Personal information
- Full name: Marco Antonio Ruíz Torres
- Date of birth: 26 September 1979 (age 45)
- Place of birth: Lima, Peru
- Height: 1.82 m (6 ft 0 in)
- Position(s): Midfielder

Senior career*
- Years: Team / Apps / (Gls)
- 2001: Coopsol Trujillo / 1 / (0)
- 2001–2002: Deportivo Wanka / 45 / (0)
- 2003–2005: Coronel Bolognesi / 58 / (2)
- 2005–2007: Universitario / 72 / (5)
- 2008: Sport Boys / 22 / (1)
- 2008: Sport Ancash / 18 / (0)
- 2009: Total Chalaco / 20 / (0)
- 2010: Inti Gas / 38 / (2)
- 2011: Unión Comercio / 12 / (0)
- 2012–2013: José Gálvez / 61 / (4)
- 2014: Deportivo Coopsol / 17 / (1)
- 2015: Sport Victoria / 10 / (1)
- 2016: Unión Tarapoto / 6 / (0)
- 2016: Unión Huaral / 6 / (0)
- 2019: Sport Victoria / 4 / (0)

International career
- 2003: Peru / 1 / (0)

= Marco Ruiz (footballer) =

Peruvian footballer (born 1979)

Marco Antonio "Chemo" Ruíz Torres (born 26 September 1979) is a Peruvian former professional footballer who played as a midfielder.

==Club career==
Ruiz started his senior career with Sport Coopsol Trujillo, making his Torneo Descentralizado debut in the 2001 season. He only managed to make one league appearance in his time in Trujillo.

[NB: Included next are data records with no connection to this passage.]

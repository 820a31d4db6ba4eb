//! Generated tfplugin6 protocol bindings

#![allow(clippy::all)]

include!(concat!(env!("OUT_DIR"), "/tfplugin6.rs"));
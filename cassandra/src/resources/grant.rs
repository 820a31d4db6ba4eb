use super::{cancellable, client_error, ClusterAccess};
use crate::grant::identifier::{
    find_conflicts, FUNCTION_NAME, KEYSPACE_NAME, MBEAN_NAME, MBEAN_PATTERN, ROLE_NAME, TABLE_NAME,
};
use crate::grant::{self, render, Action, Grant, Privilege, ResourceType, ValidationError};
use async_trait::async_trait;
use tfplug::plan_modifier::{RequiresReplace, UseStateForUnknown};
use tfplug::request::{
    CreateRequest, CreateResponse, DeleteRequest, DeleteResponse, ReadRequest, ReadResponse,
    UpdateRequest, UpdateResponse, ValidateRequest, ValidateResponse,
};
use tfplug::validator::{OneOfValidator, RegexSyntaxValidator, StringPatternValidator};
use tfplug::{AttributeBuilder, Diagnostics, DynamicValue, Resource, Schema, SchemaBuilder};

pub const TYPE_NAME: &str = "cassandra_grant";

const GRANTEE_PATTERN: &str = r"^[^']{1,256}$";
const KEYSPACE_PATTERN: &str = r"^[a-zA-Z0-9_]{1,48}$";
const TABLE_PATTERN: &str = r"^[a-zA-Z0-9][a-zA-Z0-9_]{0,255}$";
const OBJECT_PATTERN: &str = r#"^[^"]{1,256}$"#;

pub struct GrantResource {
    cluster: ClusterAccess,
}

/// Build a grant from configuration or state values
fn grant_from(values: &DynamicValue) -> Result<Grant, ValidationError> {
    let resource_type = values.get_string("resource_type").unwrap_or_default();
    let identifier = resource_type
        .parse::<ResourceType>()
        .ok()
        .and_then(|rt| rt.identifier())
        .and_then(|identifier| values.get_string(identifier.attribute()));

    grant::validate(
        values.get_string("privilege").unwrap_or_default(),
        resource_type,
        values.get_string("grantee").unwrap_or_default(),
        values.get_string(KEYSPACE_NAME),
        identifier,
    )
}

/// String attribute that forces a new grant and must match `pattern`
fn matching(name: &str, pattern: &str, description: &str) -> AttributeBuilder {
    AttributeBuilder::string(name)
        .plan_modifier(RequiresReplace::create())
        .validator(StringPatternValidator::create(pattern, description))
}

impl GrantResource {
    pub fn new(cluster: ClusterAccess) -> Self {
        Self { cluster }
    }

    pub fn schema_static() -> Schema {
        let privileges = Privilege::spellings();
        let resource_types = ResourceType::spellings();

        SchemaBuilder::new()
            .description("Grants a privilege on a Cassandra resource to a role")
            .attribute(
                AttributeBuilder::string("id")
                    .computed()
                    .plan_modifier(UseStateForUnknown::create())
                    .description("Hash of the grant")
                    .build(),
            )
            .attribute(
                AttributeBuilder::string("privilege")
                    .required()
                    .plan_modifier(RequiresReplace::create())
                    .validator(OneOfValidator::create(&privileges))
                    .description("Privilege to grant")
                    .build(),
            )
            .attribute(
                AttributeBuilder::string("resource_type")
                    .required()
                    .plan_modifier(RequiresReplace::create())
                    .validator(OneOfValidator::create(&resource_types))
                    .description("Kind of resource the privilege applies to")
                    .build(),
            )
            .attribute(
                matching("grantee", GRANTEE_PATTERN, "1 to 256 characters without single quotes")
                    .required()
                    .description("Role receiving the privilege")
                    .build(),
            )
            .attribute(
                matching(KEYSPACE_NAME, KEYSPACE_PATTERN, "1 to 48 letters, digits or underscores")
                    .optional()
                    .description("Keyspace qualifying the resource")
                    .build(),
            )
            .attribute(
                matching(
                    TABLE_NAME,
                    TABLE_PATTERN,
                    "a letter or digit followed by up to 255 letters, digits or underscores",
                )
                    .optional()
                    .description("Table the privilege applies to")
                    .build(),
            )
            .attribute(
                matching(ROLE_NAME, GRANTEE_PATTERN, "1 to 256 characters without single quotes")
                    .optional()
                    .description("Role the privilege applies to")
                    .build(),
            )
            .attribute(
                matching(FUNCTION_NAME, OBJECT_PATTERN, "1 to 256 characters without double quotes")
                    .optional()
                    .description("Function the privilege applies to")
                    .build(),
            )
            .attribute(
                matching(MBEAN_NAME, OBJECT_PATTERN, "1 to 256 characters without double quotes")
                    .optional()
                    .description("MBean the privilege applies to")
                    .build(),
            )
            .attribute(
                AttributeBuilder::string(MBEAN_PATTERN)
                    .optional()
                    .plan_modifier(RequiresReplace::create())
                    .validator(Box::new(RegexSyntaxValidator))
                    .description("Regular expression matching mbean names")
                    .build(),
            )
            .build(0)
    }
}

#[async_trait]
impl Resource for GrantResource {
    fn type_name(&self) -> &str {
        TYPE_NAME
    }

    fn schema(&self) -> Schema {
        Self::schema_static()
    }

    async fn validate(&self, request: ValidateRequest) -> ValidateResponse {
        let mut diagnostics = Diagnostics::new();
        let config = &request.config;

        let is_set = |name: &str| matches!(config.get_string(name), Some(v) if !v.is_empty());
        for (attribute, other) in find_conflicts(is_set) {
            diagnostics.add_attribute_error(
                attribute,
                format!("{} conflicts with {}", attribute, other),
                Some(format!("Only one of {} and {} may be set", attribute, other)),
            );
        }

        // unknown values are checked again at apply time
        if !diagnostics.has_errors() && !config.has_unknowns() {
            if let Err(e) = grant_from(config) {
                diagnostics.add_error(e.to_string(), None::<String>);
            }
        }

        ValidateResponse { diagnostics }
    }

    async fn create(&self, request: CreateRequest) -> CreateResponse {
        let mut diagnostics = Diagnostics::new();
        let planned = request.planned_state;

        let grant = match grant_from(&planned) {
            Ok(grant) => grant,
            Err(e) => {
                diagnostics.add_error(e.to_string(), None::<String>);
                return CreateResponse {
                    state: planned,
                    diagnostics,
                };
            }
        };

        let statement = render(Action::Create, &grant);
        tracing::debug!("Executing: {}", statement);

        if let Err(e) = self.cluster.execute(&request.context, &statement).await {
            diagnostics.extend(client_error(
                &format!("Failed to grant {} to {}", grant.privilege, grant.grantee),
                &e,
            ));
            return CreateResponse {
                state: planned,
                diagnostics,
            };
        }

        tracing::info!("Granted {} on {} to {}", grant.privilege, grant.resource_type, grant.grantee);
        CreateResponse {
            state: planned.with("id", grant.id()),
            diagnostics,
        }
    }

    async fn read(&self, request: ReadRequest) -> ReadResponse {
        let mut diagnostics = Diagnostics::new();
        let current = request.current_state;

        let grant = match grant_from(&current) {
            Ok(grant) => grant,
            Err(e) => {
                diagnostics.add_error(e.to_string(), None::<String>);
                return ReadResponse {
                    state: Some(current),
                    diagnostics,
                };
            }
        };

        let statement = render(Action::Read, &grant);
        tracing::debug!("Executing: {}", statement);

        let result = match self.cluster.session(&request.context).await {
            Ok(session) => cancellable(&request.context, session.count_rows(&statement)).await,
            Err(e) => Err(e),
        };

        match result {
            Ok(0) => {
                tracing::info!("Grant {} no longer exists", grant.id());
                ReadResponse {
                    state: None,
                    diagnostics,
                }
            }
            Ok(_) => ReadResponse {
                state: Some(current.with("id", grant.id())),
                diagnostics,
            },
            Err(e) => {
                diagnostics.extend(client_error("Failed to list grant", &e));
                ReadResponse {
                    state: Some(current),
                    diagnostics,
                }
            }
        }
    }

    async fn update(&self, request: UpdateRequest) -> UpdateResponse {
        let mut diagnostics = Diagnostics::new();
        diagnostics.add_error(
            "Updating of grants is not supported",
            Some("Every grant attribute forces a new grant"),
        );
        UpdateResponse {
            state: request.current_state,
            diagnostics,
        }
    }

    async fn delete(&self, request: DeleteRequest) -> DeleteResponse {
        let mut diagnostics = Diagnostics::new();

        let grant = match grant_from(&request.current_state) {
            Ok(grant) => grant,
            Err(e) => {
                diagnostics.add_error(e.to_string(), None::<String>);
                return DeleteResponse { diagnostics };
            }
        };

        let statement = render(Action::Delete, &grant);
        tracing::debug!("Executing: {}", statement);

        if let Err(e) = self.cluster.execute(&request.context, &statement).await {
            diagnostics.extend(client_error(
                &format!("Failed to revoke {} from {}", grant.privilege, grant.grantee),
                &e,
            ));
        }

        DeleteResponse { diagnostics }
    }
}
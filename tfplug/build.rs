fn main() -> Result<(), Box<dyn std::error::Error>> {
    println!("cargo:rerun-if-changed=proto/tfplugin6.proto");

    tonic_build::configure()
        .build_client(false)
        .compile_protos(&["proto/tfplugin6.proto"], &["proto"])?;

    Ok(())
}
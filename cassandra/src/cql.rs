//! Quoting of values embedded in CQL statements

/// Quote an identifier so Cassandra keeps its case, doubling embedded `"`
pub fn quote_identifier(name: &str) -> String {
    format!("\"{}\"", name.replace('"', "\"\""))
}

/// Quote a string literal, doubling embedded `'`
pub fn quote_literal(value: &str) -> String {
    format!("'{}'", value.replace('\'', "''"))
}

#[cfg(test)]
#[allow(clippy::disallowed_methods)]
mod tests {
    use super::*;

    #[test]
    fn identifiers_keep_case_and_escape_quotes() {
        assert_eq!(quote_identifier("MyShop"), r#""MyShop""#);
        assert_eq!(quote_identifier(r#"we"ird"#), r#""we""ird""#);
    }

    #[test]
    fn literals_escape_single_quotes() {
        assert_eq!(quote_literal("dc1"), "'dc1'");
        assert_eq!(quote_literal("o'neil"), "'o''neil'");
    }
}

In July 2001 he joined Deportivo Wanka for the second half the season. He made three league appearances for his new club to wrap up his debut season in the top flight. In his second season there he was a regular starter with 42 league games played. However his club could not avoid relegation at the end of the 2002 Descentralizado season.

In January 2003 Ruiz joined Coronel Bolognesi.

==International career==
Ruiz was called up for his debut match for the Peru national team by Paulo Autuori. His debut was on 27 August 2003 at home in a 0–0 friendly match against Guatemala.